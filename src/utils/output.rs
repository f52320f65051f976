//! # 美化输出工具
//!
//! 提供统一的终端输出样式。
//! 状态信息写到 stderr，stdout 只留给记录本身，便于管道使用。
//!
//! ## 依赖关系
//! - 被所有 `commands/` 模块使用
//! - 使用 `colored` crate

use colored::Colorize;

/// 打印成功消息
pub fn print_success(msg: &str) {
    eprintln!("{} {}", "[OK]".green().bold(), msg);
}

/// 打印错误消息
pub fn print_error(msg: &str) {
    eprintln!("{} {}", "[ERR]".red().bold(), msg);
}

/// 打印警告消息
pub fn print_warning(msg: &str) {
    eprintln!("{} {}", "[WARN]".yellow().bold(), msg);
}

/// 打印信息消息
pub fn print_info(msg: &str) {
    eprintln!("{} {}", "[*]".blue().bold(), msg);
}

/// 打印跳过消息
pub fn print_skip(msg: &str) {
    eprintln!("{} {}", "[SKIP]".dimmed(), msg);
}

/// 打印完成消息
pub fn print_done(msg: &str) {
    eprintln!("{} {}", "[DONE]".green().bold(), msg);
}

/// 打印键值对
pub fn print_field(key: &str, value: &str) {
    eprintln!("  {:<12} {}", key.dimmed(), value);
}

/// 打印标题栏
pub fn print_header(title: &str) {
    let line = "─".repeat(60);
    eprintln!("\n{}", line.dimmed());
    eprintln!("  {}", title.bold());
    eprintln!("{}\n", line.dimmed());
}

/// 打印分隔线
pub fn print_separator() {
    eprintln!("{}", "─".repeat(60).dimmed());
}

━━━━━━━━━━━━━━━━━━━━━━━━━━━━━━

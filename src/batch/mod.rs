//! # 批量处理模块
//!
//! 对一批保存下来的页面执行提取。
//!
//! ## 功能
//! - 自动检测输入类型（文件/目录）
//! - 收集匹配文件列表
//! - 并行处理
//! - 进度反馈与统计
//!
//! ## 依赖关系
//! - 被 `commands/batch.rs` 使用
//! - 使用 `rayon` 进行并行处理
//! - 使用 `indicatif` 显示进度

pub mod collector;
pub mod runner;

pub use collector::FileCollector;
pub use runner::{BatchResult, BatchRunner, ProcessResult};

━━━━━━━━━━━━━━━━━━━━━━━━━━━━━━

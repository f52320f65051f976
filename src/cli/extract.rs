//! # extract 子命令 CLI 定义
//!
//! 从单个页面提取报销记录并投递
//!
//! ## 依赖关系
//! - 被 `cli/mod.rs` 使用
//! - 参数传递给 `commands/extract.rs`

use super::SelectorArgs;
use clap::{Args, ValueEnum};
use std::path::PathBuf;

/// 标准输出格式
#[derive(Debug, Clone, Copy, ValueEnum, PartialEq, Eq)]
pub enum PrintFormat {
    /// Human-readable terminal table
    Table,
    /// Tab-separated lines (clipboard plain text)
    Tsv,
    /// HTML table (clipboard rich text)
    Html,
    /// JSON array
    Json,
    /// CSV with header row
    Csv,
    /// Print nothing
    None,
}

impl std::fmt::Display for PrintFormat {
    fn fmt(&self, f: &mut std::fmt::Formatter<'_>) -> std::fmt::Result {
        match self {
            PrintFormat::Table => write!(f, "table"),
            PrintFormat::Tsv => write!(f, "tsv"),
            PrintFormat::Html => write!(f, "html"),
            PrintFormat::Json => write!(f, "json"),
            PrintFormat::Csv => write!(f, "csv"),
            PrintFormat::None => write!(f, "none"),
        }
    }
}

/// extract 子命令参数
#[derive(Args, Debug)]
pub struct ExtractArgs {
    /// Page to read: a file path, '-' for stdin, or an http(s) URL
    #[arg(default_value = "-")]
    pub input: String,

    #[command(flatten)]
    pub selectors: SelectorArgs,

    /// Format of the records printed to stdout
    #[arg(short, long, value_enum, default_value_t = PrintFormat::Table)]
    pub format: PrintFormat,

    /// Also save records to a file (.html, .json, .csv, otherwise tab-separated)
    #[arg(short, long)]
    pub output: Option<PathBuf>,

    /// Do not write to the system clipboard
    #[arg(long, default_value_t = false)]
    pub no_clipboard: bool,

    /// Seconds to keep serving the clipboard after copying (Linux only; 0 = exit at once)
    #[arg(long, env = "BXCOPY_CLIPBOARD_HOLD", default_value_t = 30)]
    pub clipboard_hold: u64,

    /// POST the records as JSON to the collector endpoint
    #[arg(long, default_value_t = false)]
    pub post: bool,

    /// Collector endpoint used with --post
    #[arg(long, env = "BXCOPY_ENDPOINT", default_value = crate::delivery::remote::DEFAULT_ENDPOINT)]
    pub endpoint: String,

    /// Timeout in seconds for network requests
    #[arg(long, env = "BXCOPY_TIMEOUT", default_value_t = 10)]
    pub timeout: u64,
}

━━━━━━━━━━━━━━━━━━━━━━━━━━━━━━

Filter the entries above down to the lines that contain the word "repeat".

Solution for this task:
    let line = "─".repeat(60);
    eprintln!("{}", "─".repeat(60).dimmed());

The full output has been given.